Una telefonata di Massimo Terminiello dal carcere per dare le indicazioni alla compagna su come fare arrivare la cocaina e la marijuana da Gragnano in penisola sorrentina. Con Vincenzo di Martino reggente del clan dei Monti Lattari pronto ad esaudire le richieste con quantitativi di droga sempre più ingenti.
Un traffico di stupefacenti verso le località turistiche che, durante il lockdown imposto dal Covid, aveva continuato a fare lievitare i profitti dei clan dei Monti Lattari. È quanto ricostruito in una inchiesta della Dda, sostituto procuratore Giuseppe Cimmarotta, che ha portato nei giorni scorsi a fare scattare nove misure cautelari nei confronti dei capi delle cosche dei Lattari Di Martino e Carfora. E scoprendo l'esistenza di un'organizzazione criminale che fa della vendita di droga in piazze e locali della movida sorrentina uno dei maggiori affari per i clan di Castellammare di Stabia e Gragnano. Tre le persone finite in cella e altre tre ai domiciliari nella giornata di ieri, con i provvedimenti eseguiti dagli uomini della Guardia di Finanza.

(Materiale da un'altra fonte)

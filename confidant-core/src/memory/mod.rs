//! Long-term memory: stores, payload encodings, and the save/recall adapter

pub mod adapter;
pub mod backend;
pub mod encoding;
pub mod entry;
pub mod http;
pub mod inmemory;

use std::sync::Arc;

use crate::config::{MemoryConfig, MemoryMode};
use crate::error::Result;

pub use adapter::{MemoryAdapter, Recall, SaveOutcome};
pub use backend::{MemoryStore, WritePayload};
pub use encoding::{PayloadEncoding, TurnRecord};
pub use entry::MemoryEntry;
pub use http::{HttpMemoryConfig, HttpMemoryStore};
pub use inmemory::InMemoryStore;

/// Build the configured store, or `None` when memory is disabled
pub fn store_from_config(config: &MemoryConfig) -> Result<Option<Arc<dyn MemoryStore>>> {
    if !config.enabled {
        return Ok(None);
    }

    let store: Arc<dyn MemoryStore> = match &config.mode {
        MemoryMode::Http { .. } => {
            let http = HttpMemoryConfig::from_memory_config(config).unwrap_or_default();
            Arc::new(HttpMemoryStore::new(http)?)
        }
        MemoryMode::InMemory => Arc::new(InMemoryStore::new()),
    };

    Ok(Some(store))
}

/// Adapter over the configured store, or `None` when memory is disabled
pub fn adapter_from_config(config: &MemoryConfig) -> Result<Option<MemoryAdapter>> {
    Ok(store_from_config(config)?.map(MemoryAdapter::new))
}
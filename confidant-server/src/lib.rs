//! HTTP surface for the Confidant companion
//!
//! Stateless per request: the client sends the message history with every
//! turn and receives the extended history back.

pub mod chat;
pub mod error;

use std::future::Future;
use std::path::PathBuf;
use std::sync::Arc;

use axum::{
    Json, Router,
    http::HeaderValue,
    routing::{get, post},
};
use clap::Parser;
use confidant_core::config::ConfidantConfig;
use confidant_core::conversation::GenerationSettings;
use confidant_core::llm::{LLMProvider, LLMProviderFactory};
use confidant_core::memory::{MemoryAdapter, adapter_from_config};
use confidant_core::persona::resolve_persona;
use serde_json::{Value, json};
use tower_http::cors::{AllowOrigin, Any, CorsLayer};

#[derive(Debug, Parser)]
#[command(name = "confidant-server")]
#[command(about = "HTTP chat endpoint for the Confidant companion", long_about = None)]
#[command(version)]
pub struct ServerArgs {
    /// Explicit config file
    #[arg(short, long, value_name = "PATH")]
    pub config: Option<PathBuf>,

    /// Listen address, overriding `server.bind`
    #[arg(short, long, value_name = "ADDR")]
    pub bind: Option<String>,
}

impl ServerArgs {
    /// Load configuration and apply command-line overrides
    pub fn load_config(&self) -> confidant_core::error::Result<ConfidantConfig> {
        let mut config = ConfidantConfig::load(self.config.as_deref())?;
        if let Some(bind) = &self.bind {
            config.server.bind = bind.clone();
        }
        Ok(config)
    }
}

/// Resolve when `signal` fires. A signal that cannot be listened for never
/// resolves, so the server keeps running instead of stopping at startup.
pub async fn shutdown_on<F>(signal: F)
where
    F: Future<Output = std::io::Result<()>>,
{
    match signal.await {
        Ok(()) => tracing::info!("Shutting down"),
        Err(e) => {
            tracing::error!(error = %e, "Failed to listen for shutdown signal");
            std::future::pending::<()>().await;
        }
    }
}

/// Shared, read-only state handed to every request
#[derive(Clone)]
pub struct AppState {
    pub persona: Arc<str>,
    pub provider: Arc<dyn LLMProvider>,
    pub memory: Option<MemoryAdapter>,
    pub settings: GenerationSettings,
}

impl AppState {
    pub fn from_config(config: &ConfidantConfig) -> confidant_core::error::Result<Self> {
        Ok(Self {
            persona: Arc::from(resolve_persona(&config.persona)?),
            provider: LLMProviderFactory::create(&config.llm),
            memory: adapter_from_config(&config.memory)?,
            settings: GenerationSettings::from(&config.llm),
        })
    }
}

pub fn build_router(state: AppState, cors_origins: &[String]) -> Router {
    Router::new()
        .route("/health", get(health_check))
        .route("/api/chat", post(chat::chat))
        .layer(build_cors_layer(cors_origins))
        .with_state(state)
}

pub fn build_cors_layer(cors_origins: &[String]) -> CorsLayer {
    let layer = CorsLayer::new().allow_methods(Any).allow_headers(Any);

    if cors_origins.is_empty() || cors_origins.iter().any(|o| o == "*") {
        return layer.allow_origin(Any);
    }

    let origins: Vec<HeaderValue> = cors_origins
        .iter()
        .filter_map(|origin| HeaderValue::from_str(origin).ok())
        .collect();

    if origins.is_empty() {
        layer.allow_origin(Any)
    } else {
        layer.allow_origin(AllowOrigin::list(origins))
    }
}

async fn health_check() -> Json<Value> {
    Json(json!({ "status": "ok" }))
}

#[cfg(test)]
mod tests {
    use super::*;
    use axum::{body::Body, http::Request, http::StatusCode};
    use confidant_core::llm::ScriptedCompanionProvider;
    use tower::ServiceExt;

    fn state() -> AppState {
        AppState {
            persona: Arc::from("persona"),
            provider: Arc::new(ScriptedCompanionProvider::new()),
            memory: None,
            settings: GenerationSettings::default(),
        }
    }

    #[tokio::test]
    async fn test_health() {
        let response = build_router(state(), &[])
            .oneshot(Request::builder().uri("/health").body(Body::empty()).unwrap())
            .await
            .unwrap();

        assert_eq!(response.status(), StatusCode::OK);
        let body = axum::body::to_bytes(response.into_body(), usize::MAX)
            .await
            .unwrap();
        let body: Value = serde_json::from_slice(&body).unwrap();
        assert_eq!(body, json!({"status": "ok"}));
    }

    #[tokio::test]
    async fn test_cors_allows_configured_origin() {
        let origins = vec!["http://localhost:5173".to_string()];
        let response = build_router(state(), &origins)
            .oneshot(
                Request::builder()
                    .uri("/health")
                    .header("Origin", "http://localhost:5173")
                    .body(Body::empty())
                    .unwrap(),
            )
            .await
            .unwrap();

        assert_eq!(
            response.headers().get("access-control-allow-origin").unwrap(),
            "http://localhost:5173"
        );
    }

    #[test]
    fn test_args_parse() {
        let args = ServerArgs::try_parse_from([
            "confidant-server",
            "--config",
            "/etc/confidant.toml",
            "--bind",
            "0.0.0.0:8080",
        ])
        .unwrap();
        assert_eq!(args.config, Some(PathBuf::from("/etc/confidant.toml")));
        assert_eq!(args.bind.as_deref(), Some("0.0.0.0:8080"));

        let args = ServerArgs::try_parse_from(["confidant-server"]).unwrap();
        assert!(args.config.is_none());
        assert!(args.bind.is_none());
    }

    #[test]
    fn test_stray_argument_is_rejected() {
        assert!(ServerArgs::try_parse_from(["confidant-server", "confidant.toml"]).is_err());
    }

    #[test]
    fn test_bind_override() {
        let dir = tempfile::tempdir().unwrap();
        let path = dir.path().join("confidant.toml");
        std::fs::write(&path, "[server]\nbind = \"127.0.0.1:4000\"\n").unwrap();

        let args = ServerArgs {
            config: Some(path.clone()),
            bind: None,
        };
        assert_eq!(args.load_config().unwrap().server.bind, "127.0.0.1:4000");

        let args = ServerArgs {
            config: Some(path),
            bind: Some("0.0.0.0:9000".to_string()),
        };
        assert_eq!(args.load_config().unwrap().server.bind, "0.0.0.0:9000");
    }

    #[tokio::test]
    async fn test_shutdown_on_signal() {
        let done = tokio::time::timeout(
            std::time::Duration::from_secs(1),
            shutdown_on(async { Ok(()) }),
        )
        .await;
        assert!(done.is_ok());
    }

    #[tokio::test]
    async fn test_failed_signal_keeps_serving() {
        let done = tokio::time::timeout(
            std::time::Duration::from_millis(50),
            shutdown_on(async { Err(std::io::Error::other("no signal handler")) }),
        )
        .await;
        assert!(done.is_err());
    }

    #[test]
    fn test_state_from_default_config() {
        let mut config = ConfidantConfig::default();
        config.memory.enabled = false;
        let state = AppState::from_config(&config).unwrap();
        assert!(state.memory.is_none());
        assert!(state.persona.contains("Confidant"));
    }
}
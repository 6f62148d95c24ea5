//! Process-wide Ctrl-C latch
//!
//! The signal listener is installed once at startup and latches into a watch
//! channel, so an interrupt delivered while the chat is busy (model call,
//! memory recall, save drain) is still observed by the next check.

use std::future::Future;

use tokio::sync::watch;

pub struct Interrupt {
    fired: watch::Receiver<bool>,
}

impl Interrupt {
    /// Listen for Ctrl-C for the rest of the process lifetime
    pub fn install() -> Self {
        let (tx, rx) = watch::channel(false);

        tokio::spawn(async move {
            match tokio::signal::ctrl_c().await {
                Ok(()) => {
                    let _ = tx.send(true);
                }
                Err(e) => tracing::error!(error = %e, "Failed to listen for Ctrl-C"),
            }
        });

        Self::from_receiver(rx)
    }

    pub fn from_receiver(fired: watch::Receiver<bool>) -> Self {
        Self { fired }
    }

    /// Resolve once an interrupt has been delivered; never if listening failed
    pub async fn fired(&mut self) {
        if self.fired.wait_for(|fired| *fired).await.is_err() {
            std::future::pending::<()>().await;
        }
    }

    /// Run `fut` unless an interrupt arrives first (or already arrived)
    pub async fn guard<F: Future>(&mut self, fut: F) -> Option<F::Output> {
        tokio::select! {
            biased;
            _ = self.fired() => None,
            output = fut => Some(output),
        }
    }
}
//! Google Gemini LLM provider implementation

use async_trait::async_trait;
use serde::{Deserialize, Serialize};

use crate::error::{ConfidantError, Result};
use crate::llm::{
    LLMProvider, LLMRequest, LLMResponse, ModelContent, ModelInfo, ModelRole, TokenUsage,
};

/// Default hosted model
pub const DEFAULT_GEMINI_MODEL: &str = "gemini-2.5-flash";

/// Default REST endpoint
pub const DEFAULT_GEMINI_BASE_URL: &str = "https://generativelanguage.googleapis.com/v1beta";

/// Gemini provider speaking the `generateContent` REST API.
pub struct GeminiProvider {
    client: reqwest::Client,
    api_key: String,
    model: String,
    base_url: String,
}

impl GeminiProvider {
    /// Create a new Gemini provider.
    ///
    /// # Arguments
    ///
    /// * `api_key` - Gemini API key
    /// * `model` - Model name (e.g., "gemini-2.5-flash")
    pub fn new(api_key: impl Into<String>, model: impl Into<String>) -> Self {
        Self::with_base_url(api_key, model, DEFAULT_GEMINI_BASE_URL)
    }

    /// Create with a custom base URL (proxies, regional endpoints, tests).
    pub fn with_base_url(
        api_key: impl Into<String>,
        model: impl Into<String>,
        base_url: impl Into<String>,
    ) -> Self {
        Self {
            client: reqwest::Client::new(),
            api_key: api_key.into(),
            model: model.into(),
            base_url: base_url.into().trim_end_matches('/').to_string(),
        }
    }

    /// Create from environment variables.
    ///
    /// Reads from:
    /// - `GEMINI_API_KEY` - API key (required)
    /// - `GEMINI_MODEL` - Model name (optional, defaults to "gemini-2.5-flash")
    /// - `GEMINI_BASE_URL` - Custom base URL (optional)
    ///
    /// # Errors
    ///
    /// Returns an error if GEMINI_API_KEY is not set.
    pub fn from_env(model: Option<impl Into<String>>) -> Result<Self> {
        Self::from_lookup(model, |key| std::env::var(key).ok())
    }

    /// Same as [`from_env`](Self::from_env) with an explicit variable lookup.
    pub fn from_lookup(
        model: Option<impl Into<String>>,
        lookup: impl Fn(&str) -> Option<String>,
    ) -> Result<Self> {
        let api_key = lookup("GEMINI_API_KEY")
            .filter(|key| !key.trim().is_empty())
            .ok_or_else(|| {
                ConfidantError::Configuration(
                    "GEMINI_API_KEY environment variable not set".to_string(),
                )
            })?;

        let model = model
            .map(|m| m.into())
            .or_else(|| lookup("GEMINI_MODEL"))
            .unwrap_or_else(|| DEFAULT_GEMINI_MODEL.to_string());

        let base_url =
            lookup("GEMINI_BASE_URL").unwrap_or_else(|| DEFAULT_GEMINI_BASE_URL.to_string());

        Ok(Self::with_base_url(api_key, model, base_url))
    }

    /// Get the model name.
    pub fn model(&self) -> &str {
        &self.model
    }

    /// Get the base URL.
    pub fn base_url(&self) -> &str {
        &self.base_url
    }
}

#[derive(Serialize)]
#[serde(rename_all = "camelCase")]
struct GeminiRequest {
    contents: Vec<GeminiContent>,
    #[serde(skip_serializing_if = "Option::is_none")]
    generation_config: Option<GeminiGenerationConfig>,
}

#[derive(Serialize, Deserialize)]
struct GeminiContent {
    #[serde(default, skip_serializing_if = "Option::is_none")]
    role: Option<String>,
    #[serde(default)]
    parts: Vec<GeminiPart>,
}

#[derive(Serialize, Deserialize)]
struct GeminiPart {
    #[serde(default)]
    text: String,
}

#[derive(Serialize)]
#[serde(rename_all = "camelCase")]
struct GeminiGenerationConfig {
    #[serde(skip_serializing_if = "Option::is_none")]
    temperature: Option<f32>,
    #[serde(skip_serializing_if = "Option::is_none")]
    max_output_tokens: Option<usize>,
}

#[derive(Deserialize)]
#[serde(rename_all = "camelCase")]
struct GeminiResponse {
    #[serde(default)]
    candidates: Vec<GeminiCandidate>,
    usage_metadata: Option<GeminiUsage>,
}

#[derive(Deserialize)]
struct GeminiCandidate {
    content: Option<GeminiContent>,
}

#[derive(Deserialize)]
#[serde(rename_all = "camelCase")]
struct GeminiUsage {
    #[serde(default)]
    prompt_token_count: usize,
    #[serde(default)]
    candidates_token_count: usize,
    #[serde(default)]
    total_token_count: usize,
}

#[derive(Deserialize)]
struct GeminiError {
    error: GeminiErrorDetail,
}

#[derive(Deserialize)]
struct GeminiErrorDetail {
    message: String,
    status: Option<String>,
}

// Gemini names the assistant side "model".
fn convert_contents(contents: &[ModelContent]) -> Vec<GeminiContent> {
    contents
        .iter()
        .map(|c| GeminiContent {
            role: Some(
                match c.role {
                    ModelRole::User => "user",
                    ModelRole::Assistant => "model",
                }
                .to_string(),
            ),
            parts: c
                .parts
                .iter()
                .map(|p| GeminiPart {
                    text: p.text.clone(),
                })
                .collect(),
        })
        .collect()
}

#[async_trait]
impl LLMProvider for GeminiProvider {
    async fn generate_request(&self, request: &LLMRequest) -> Result<LLMResponse> {
        let generation_config = if request.temperature.is_some() || request.max_tokens.is_some() {
            Some(GeminiGenerationConfig {
                temperature: request.temperature,
                max_output_tokens: request.max_tokens,
            })
        } else {
            None
        };

        let gemini_request = GeminiRequest {
            contents: convert_contents(&request.contents),
            generation_config,
        };

        let url = format!("{}/models/{}:generateContent", self.base_url, self.model);

        let response = self
            .client
            .post(&url)
            .header("x-goog-api-key", &self.api_key)
            .header("Content-Type", "application/json")
            .json(&gemini_request)
            .send()
            .await
            .map_err(|e| {
                ConfidantError::Transport(format!("Failed to send request to Gemini: {}", e))
            })?;

        if !response.status().is_success() {
            let status = response.status();
            let text = response
                .text()
                .await
                .unwrap_or_else(|_| "Unknown error".to_string());

            if let Ok(error) = serde_json::from_str::<GeminiError>(&text) {
                return Err(ConfidantError::Transport(format!(
                    "Gemini API error ({}): {}",
                    error.error.status.unwrap_or_else(|| status.to_string()),
                    error.error.message
                )));
            }

            return Err(ConfidantError::Transport(format!(
                "Gemini API error ({}): {}",
                status, text
            )));
        }

        let gemini_response: GeminiResponse = response.json().await.map_err(|e| {
            ConfidantError::Transport(format!("Failed to parse Gemini response: {}", e))
        })?;

        let content = gemini_response
            .candidates
            .first()
            .and_then(|c| c.content.as_ref())
            .map(|c| {
                c.parts
                    .iter()
                    .map(|p| p.text.as_str())
                    .collect::<Vec<_>>()
                    .join("")
            })
            .ok_or_else(|| {
                ConfidantError::Transport("Gemini API returned no candidates".to_string())
            })?;

        let usage = gemini_response.usage_metadata.map(|u| TokenUsage {
            prompt_tokens: u.prompt_token_count,
            completion_tokens: u.candidates_token_count,
            total_tokens: u.total_token_count,
        });

        Ok(LLMResponse { content, usage })
    }

    fn model_info(&self) -> ModelInfo {
        ModelInfo {
            provider: "gemini".to_string(),
            model_name: self.model.clone(),
        }
    }
}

Coinvolte tre donne la compagna di Terminiello Colomba Braglia, la cugina Enza Braglia e l'amica Gabriella Ortu. Erano loro a svolgere il ruolo di corrieri e intermediarie anche con chi era in carcere. Questo è stato ricostruito rispetto a sei mesi, dal maggio al novembre 2021, durante i quali gli investigatori hanno fotografato le attività criminali del gruppo. È sfuggito all'arresto, martedì scorso, Vincenzo di Martino. Figlio del boss a capo della cosca, è considerato l'uomo chiave del traffico di droga, e si è reso irreperibile.
Raggiunto da un nuovo provvedimento giudiziario, invece, Massimo Terminiello mentre già si trova in carcere. È lui il detenuto, in cella con l'accusa di essere il riferimento del clan stabiese dei d'Alessandro in penisola sorrentina, che telefonando dal penitenziario alla compagna sarebbe stato il regista delle operazioni di consegna. Ma tra i dodici indagati di associazione mafiosa ai fini del traffico di stupefacenti c'è anche un altro nome eccellente. Si tratta di Antonio Carfora, figlio del boss Nicola condannato all'ergastolo, nonostante sia già in carcere è stato raggiunto da un divieto di dimora. Avrebbe provato a piazzare attraverso la compagna le sue forniture di droga ai riferimenti dell'organizzazione nei comuni tra Sorrento e Massa Lubrense. Un patto che avviene in carcere direttamente con Terminiello, è di nuovo lui a creare il contatto tra la sua compagna e quella di Carfora. Le richieste di droga arrivavano tramite messaggi WhatsApp in cui spesso venivano utilizzati messaggi in codice per cui la cocaina diventava "una toradol", farmaci e ospedale erano le parole chiave. Le città da cui sono partite le indagini cominciate dai finanzieri delle località turistiche e che poi sono risalite fino ai vertici dei clan.